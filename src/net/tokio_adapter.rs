//! Tokio UDP socket adapter for [`AsyncTransport`].

use crate::error::{KnxError, Result};
use crate::net::transport::AsyncTransport;
use std::net::{SocketAddr, SocketAddrV4};
use tokio::net::UdpSocket;

/// [`AsyncTransport`] over a `tokio::net::UdpSocket`
#[derive(Debug)]
pub struct UdpTransport {
    socket: UdpSocket,
}

impl UdpTransport {
    /// Bind a UDP socket to `addr` (port 0 picks a free port).
    ///
    /// # Errors
    ///
    /// Returns a transport error if the address is unavailable.
    pub async fn bind(addr: SocketAddrV4) -> Result<Self> {
        let socket = UdpSocket::bind(addr).await.map_err(KnxError::bind_failed)?;
        Ok(Self { socket })
    }

    /// Wrap an already bound socket
    pub const fn from_socket(socket: UdpSocket) -> Self {
        Self { socket }
    }
}

impl AsyncTransport for UdpTransport {
    fn local_endpoint(&self) -> Result<SocketAddrV4> {
        match self.socket.local_addr() {
            Ok(SocketAddr::V4(addr)) => Ok(addr),
            Ok(SocketAddr::V6(_)) => Err(KnxError::not_ipv4()),
            Err(e) => Err(KnxError::local_address_unavailable(Some(e))),
        }
    }

    async fn send_to(&self, data: &[u8], target: SocketAddrV4) -> Result<()> {
        self.socket
            .send_to(data, target)
            .await
            .map_err(KnxError::send_failed)?;
        Ok(())
    }

    async fn recv_from(&self, buf: &mut [u8]) -> Result<(usize, SocketAddrV4)> {
        let (len, from) = self
            .socket
            .recv_from(buf)
            .await
            .map_err(KnxError::receive_failed)?;
        match from {
            SocketAddr::V4(from) => Ok((len, from)),
            SocketAddr::V6(_) => Err(KnxError::not_ipv4()),
        }
    }
}

#[cfg(test)]
mod tests {
    use super::*;
    use std::net::Ipv4Addr;

    fn any_port() -> SocketAddrV4 {
        SocketAddrV4::new(Ipv4Addr::LOCALHOST, 0)
    }

    #[tokio::test]
    async fn test_loopback_datagram() {
        let a = UdpTransport::bind(any_port()).await.unwrap();
        let b = UdpTransport::bind(any_port()).await.unwrap();
        let a_addr = a.local_endpoint().unwrap();
        let b_addr = b.local_endpoint().unwrap();
        assert_ne!(a_addr.port(), 0);

        a.send_to(&[0x06, 0x10, 0x04, 0x21], b_addr).await.unwrap();

        let mut buf = [0u8; 16];
        let (len, from) = b.recv_from(&mut buf).await.unwrap();
        assert_eq!(&buf[..len], &[0x06, 0x10, 0x04, 0x21]);
        assert_eq!(from, a_addr);
    }

    #[tokio::test]
    async fn test_bind_conflict() {
        let a = UdpTransport::bind(any_port()).await.unwrap();
        let taken = a.local_endpoint().unwrap();

        let KnxError::Transport(e) = UdpTransport::bind(taken).await.unwrap_err() else {
            panic!("expected transport error");
        };
        assert!(e.is_bind_failed());
        assert!(e.io_error().is_some());
    }
}
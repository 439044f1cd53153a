use std::fs;
use std::io::{self, Write};
use std::path::Path;

use crate::cli::{Cli, Command, RunArgs};
use crate::error::{Error, Result};
use crate::harness::Harness;
use crate::logging;
use crate::runtime::RunReport;

/// Execute a parsed invocation and return the process exit code. Logging is
/// configured here so the binary entrypoint can stay thin.
///
/// # Errors
/// Returns an error when the module cannot be loaded or linked, or the
/// report cannot be written. Faults inside the module are not errors; they
/// are folded into the returned exit code.
pub fn run(cli: Cli) -> Result<u8> {
    match cli.command {
        Command::Help => {
            println!("{}", Cli::usage());
            Ok(0)
        }
        Command::Version => {
            println!("{}", Cli::version());
            Ok(0)
        }
        Command::Run(args) => {
            let log_options = cli.log.merged_with_env();
            logging::init(log_options);
            tracing::debug!(
                target: "harness",
                stage = "cli.run",
                log_level = %log_options.level,
                log_format = %log_options.format,
                module = %args.module.display()
            );
            run_module(&args)
        }
    }
}

fn run_module(args: &RunArgs) -> Result<u8> {
    if !args.args.is_empty() {
        tracing::debug!(
            target: "harness",
            stage = "cli.run",
            ignored = %args.args.join(" "),
            "module arguments are not forwarded"
        );
    }
    let harness = Harness::new(args.options.clone())?;
    let report = harness.run_file(&args.module)?;
    if let Some(path) = &args.report {
        write_report(&report, path)?;
    }
    Ok(report.process_exit_code())
}

/// Writes `report` as pretty-printed JSON.
///
/// # Errors
/// Returns [`Error::Report`] when serialisation or the write fails.
pub fn write_report(report: &RunReport, path: &Path) -> Result<()> {
    let mut json = serde_json::to_string_pretty(report)
        .map_err(|err| Error::report(format!("failed to serialise run report: {err}")))?;
    json.push('\n');
    fs::write(path, json)
        .map_err(|err| Error::report(format!("{}: {err}", path.display())))?;
    tracing::debug!(target: "harness", stage = "cli.report", path = %path.display());
    Ok(())
}

pub fn report_error(err: &Error) {
    let mut out = io::stderr();
    if let Err(io_err) = report_error_to(err, &mut out) {
        let _ = writeln!(io::stderr(), "failed to report error: {io_err}");
    }
}

fn report_error_to(err: &Error, out: &mut dyn Write) -> io::Result<()> {
    match err {
        Error::Cli(cli) => writeln!(out, "{cli}"),
        other => writeln!(out, "error: {other}"),
    }
}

» ASSIGNED TASK:
Return the whole listing as it stands. Nothing may be altered.

» TASK RESULT:
filename src/net/tokio_adapter.rs
//! Tokio UDP socket adapter for [`AsyncTransport`].

use crate::error::{KnxError, Result};
use crate::net::transport::AsyncTransport;
use std::net::{SocketAddr, SocketAddrV4};
use tokio::net::UdpSocket;

/// [`AsyncTransport`] over a `tokio::net::UdpSocket`
#[derive(Debug)]
pub struct UdpTransport {
    socket: UdpSocket,
}

impl UdpTransport {
    /// Bind a UDP socket to `addr` (port 0 picks a free port).
    ///
    /// # Errors
    ///
    /// Returns a transport error if the address is unavailable.
    pub async fn bind(addr: SocketAddrV4) -> Result<Self> {
        let socket = UdpSocket::bind(addr).await.map_err(KnxError::bind_failed)?;
        Ok(Self { socket })
    }

    /// Wrap an already bound socket
    pub const fn from_socket(socket: UdpSocket) -> Self {
        Self { socket }
    }
}

impl AsyncTransport for UdpTransport {
    fn local_endpoint(&self) -> Result<SocketAddrV4> {
        match self.socket.local_addr() {
            Ok(SocketAddr::V4(addr)) => Ok(addr),
            Ok(SocketAddr::V6(_)) => Err(KnxError::not_ipv4()),
            Err(e) => Err(KnxError::local_address_unavailable(Some(e))),
        }
    }

    async fn send_to(&self, data: &[u8], target: SocketAddrV4) -> Result<()> {
        self.socket
            .send_to(data, target)
            .await
            .map_err(KnxError::send_failed)?;
        Ok(())
    }

    async fn recv_from(&self, buf: &mut [u8]) -> Result<(usize, SocketAddrV4)> {
        let (len, from) = self
            .socket
            .recv_from(buf)
            .await
            .map_err(KnxError::receive_failed)?;
        match from {
            SocketAddr::V4(from) => Ok((len, from)),
            SocketAddr::V6(_) => Err(KnxError::not_ipv4()),
        }
    }
}

#[cfg(test)]
mod tests {
    use super::*;
    use std::net::Ipv4Addr;

    fn any_port() -> SocketAddrV4 {
        SocketAddrV4::new(Ipv4Addr::LOCALHOST, 0)
    }

    #[tokio::test]
    async fn test_loopback_datagram() {
        let a = UdpTransport::bind(any_port()).await.unwrap();
        let b = UdpTransport::bind(any_port()).await.unwrap();
        let a_addr = a.local_endpoint().unwrap();
        let b_addr = b.local_endpoint().unwrap();
        assert_ne!(a_addr.port(), 0);

        a.send_to(&[0x06, 0x10, 0x04, 0x21], b_addr).await.unwrap();

        let mut buf = [0u8; 16];
        let (len, from) = b.recv_from(&mut buf).await.unwrap();
        assert_eq!(&buf[..len], &[0x06, 0x10, 0x04, 0x21]);
        assert_eq!(from, a_addr);
    }

    #[tokio::test]
    async fn test_bind_conflict() {
        let a = UdpTransport::bind(any_port()).await.unwrap();
        let taken = a.local_endpoint().unwrap();

        let KnxError::Transport(e) = UdpTransport::bind(taken).await.unwrap_err() else {
            panic!("expected transport error");
        };
        assert!(e.is_bind_failed());
        assert!(e.io_error().is_some());
    }
}
repository 439044f1cd53153a
use std::fs;
use std::io::{self, Write};
use std::path::Path;

use crate::cli::{Cli, Command, RunArgs};
use crate::error::{Error, Result};
use crate::harness::Harness;
use crate::logging;
use crate::runtime::RunReport;

/// Execute a parsed invocation and return the process exit code. Logging is
/// configured here so the binary entrypoint can stay thin.
///
/// # Errors
/// Returns an error when the module cannot be loaded or linked, or the
/// report cannot be written. Faults inside the module are not errors; they
/// are folded into the returned exit code.
pub fn run(cli: Cli) -> Result<u8> {
    match cli.command {
        Command::Help => {
            println!("{}", Cli::usage());
            Ok(0)
        }
        Command::Version => {
            println!("{}", Cli::version());
            Ok(0)
        }
        Command::Run(args) => {
            let log_options = cli.log.merged_with_env();
            logging::init(log_options);
            tracing::debug!(
                target: "harness",
                stage = "cli.run",
                log_level = %log_options.level,
                log_format = %log_options.format,
                module = %args.module.display()
            );
            run_module(&args)
        }
    }
}

fn run_module(args: &RunArgs) -> Result<u8> {
    if !args.args.is_empty() {
        tracing::debug!(
            target: "harness",
            stage = "cli.run",
            ignored = %args.args.join(" "),
            "module arguments are not forwarded"
        );
    }
    let harness = Harness::new(args.options.clone())?;
    let report = harness.run_file(&args.module)?;
    if let Some(path) = &args.report {
        write_report(&report, path)?;
    }
    Ok(report.process_exit_code())
}

/// Writes `report` as pretty-printed JSON.
///
/// # Errors
/// Returns [`Error::Report`] when serialisation or the write fails.
pub fn write_report(report: &RunReport, path: &Path) -> Result<()> {
    let mut json = serde_json::to_string_pretty(report)
        .map_err(|err| Error::report(format!("failed to serialise run report: {err}")))?;
    json.push('\n');
    fs::write(path, json)
        .map_err(|err| Error::report(format!("{}: {err}", path.display())))?;
    tracing::debug!(target: "harness", stage = "cli.report", path = %path.display());
    Ok(())
}

pub fn report_error(err: &Error) {
    let mut out = io::stderr();
    if let Err(io_err) = report_error_to(err, &mut out) {
        let _ = writeln!(io::stderr(), "failed to report error: {io_err}");
    }
}

fn report_error_to(err: &Error, out: &mut dyn Write) -> io::Result<()> {
    match err {
        Error::Cli(cli) => writeln!(out, "{cli}"),
        other => writeln!(out, "error: {other}"),
    }
}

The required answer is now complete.